Aún no sé si yo elegí al diseño o fui elegida por él. Recuerdo que una noche, cuando tenía
14 años, fui junto a mi madre y le dije que quería ser diseñadora gráfica. En aquel entonces, no sabía ni dimensionaba mi futuro.
Con el correr del tiempo, empecé a transitar por este fantástico universo que día a día me
sigue sorprendiendo. Desde la universidad hasta los diferentes lugares donde trabajé y me formé para este oficio.
Una vez que uno entra al mundo del diseño, ya nada es igual. No solo vemos, sino que observamos,
procesamos y analizamos todo lo que se nos cruza enfrente, todo lo que nos rodea, todo lo que subyace el mundo real, todo lo que está cerca del mundo ideal, que otros no lo ven. Miramos más profundamente la realidad, pero a la vez percibimos el mundo que está vedado a los ojos de cualquier mortal. Es que en el diseño no nos importa solo lo alto, lo ancho y lo profundo, nos importa el alma de todo cuanto tiene vida, y si no la tiene le insuflamos vida.

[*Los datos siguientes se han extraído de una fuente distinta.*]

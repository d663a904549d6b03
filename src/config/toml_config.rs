use crate::utils::error::{BudgetError, Result};
use crate::utils::validation;
use serde::{Deserialize, Serialize};
use std::path::Path;

#[derive(Debug, Clone, Serialize, Deserialize)]
pub struct TomlConfig {
    pub workbook: WorkbookConfig,
    pub display: Option<DisplayConfig>,
}

#[derive(Debug, Clone, Serialize, Deserialize)]
pub struct WorkbookConfig {
    pub path: String,
    pub services_sheet: Option<String>,
    pub human_capital_sheet: Option<String>,
}

#[derive(Debug, Clone, Serialize, Deserialize)]
pub struct DisplayConfig {
    pub format: Option<String>,
}

impl TomlConfig {
    /// 從 TOML 檔案載入配置
    pub fn from_file<P: AsRef<Path>>(path: P) -> Result<Self> {
        let content = std::fs::read_to_string(&path).map_err(BudgetError::IoError)?;
        Self::from_toml_str(&content)
    }

    /// 從 TOML 字串解析配置
    pub fn from_toml_str(content: &str) -> Result<Self> {
        let processed_content = Self::substitute_env_vars(content)?;

        toml::from_str(&processed_content).map_err(|e| BudgetError::ConfigValidationError {
            field: "toml_parsing".to_string(),
            message: format!("TOML parsing error: {}", e),
        })
    }

    /// 替換環境變數 (例如 ${BUDGET_DATA_DIR})
    fn substitute_env_vars(content: &str) -> Result<String> {
        use regex::Regex;
        let re = Regex::new(r"\$\{([^}]+)\}").unwrap();

        let result = re.replace_all(content, |caps: &regex::Captures| {
            let var_name = &caps[1];
            std::env::var(var_name).unwrap_or_else(|_| format!("${{{}}}", var_name))
        });

        Ok(result.to_string())
    }

    /// 驗證配置的合理性
    pub fn validate_config(&self) -> Result<()> {
        validation::validate_path("workbook.path", &self.workbook.path)?;

        if let Some(name) = &self.workbook.services_sheet {
            validation::validate_non_empty_string("workbook.services_sheet", name)?;
        }
        if let Some(name) = &self.workbook.human_capital_sheet {
            validation::validate_non_empty_string("workbook.human_capital_sheet", name)?;
        }

        if let Some(display) = &self.display {
            if let Some(format) = &display.format {
                validation::validate_output_format("display.format", format)?;
            }
        }

        Ok(())
    }
}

Y si bien es un tanto pretencioso creer que el diseño salvaría al mundo, debemos ayudar a
mejorarlo, a cumplir las enseñanzas del gran diseñador Wucius Wong, quien nos alentó
a cubrir exigencias prácticas, para usar sus propias palabras, con un alto sentido estético y funcional. Obedecer estos mandatos sin
olvidar comportarnos, ante todo, con ética y responsabilidad.
Debemos ser parte de una generación que reivindique nuestra profesión. Que la dignifique y
que sea capaz de desmitificar los errados estereotipos que maneja una sociedad que se resiste a creer en
nuestro aporte como factor de cambio. En vez de formar élites que nos separan, debemos unirnos en la cruzada por el bien común.
De regreso a lo personal, tengo la suerte de trabajar en lo mío. Y también tengo la dosis necesaria
de "sangre, sudor y lágrimas", errores, desaciertos y frustraciones. Pero esta noble profesión me
retribuye, con creces, esta dación mía. Y todo ello me permite
afirmar que el diseño es mi pasión, mi vocación y, afortunadamente, mi profesión.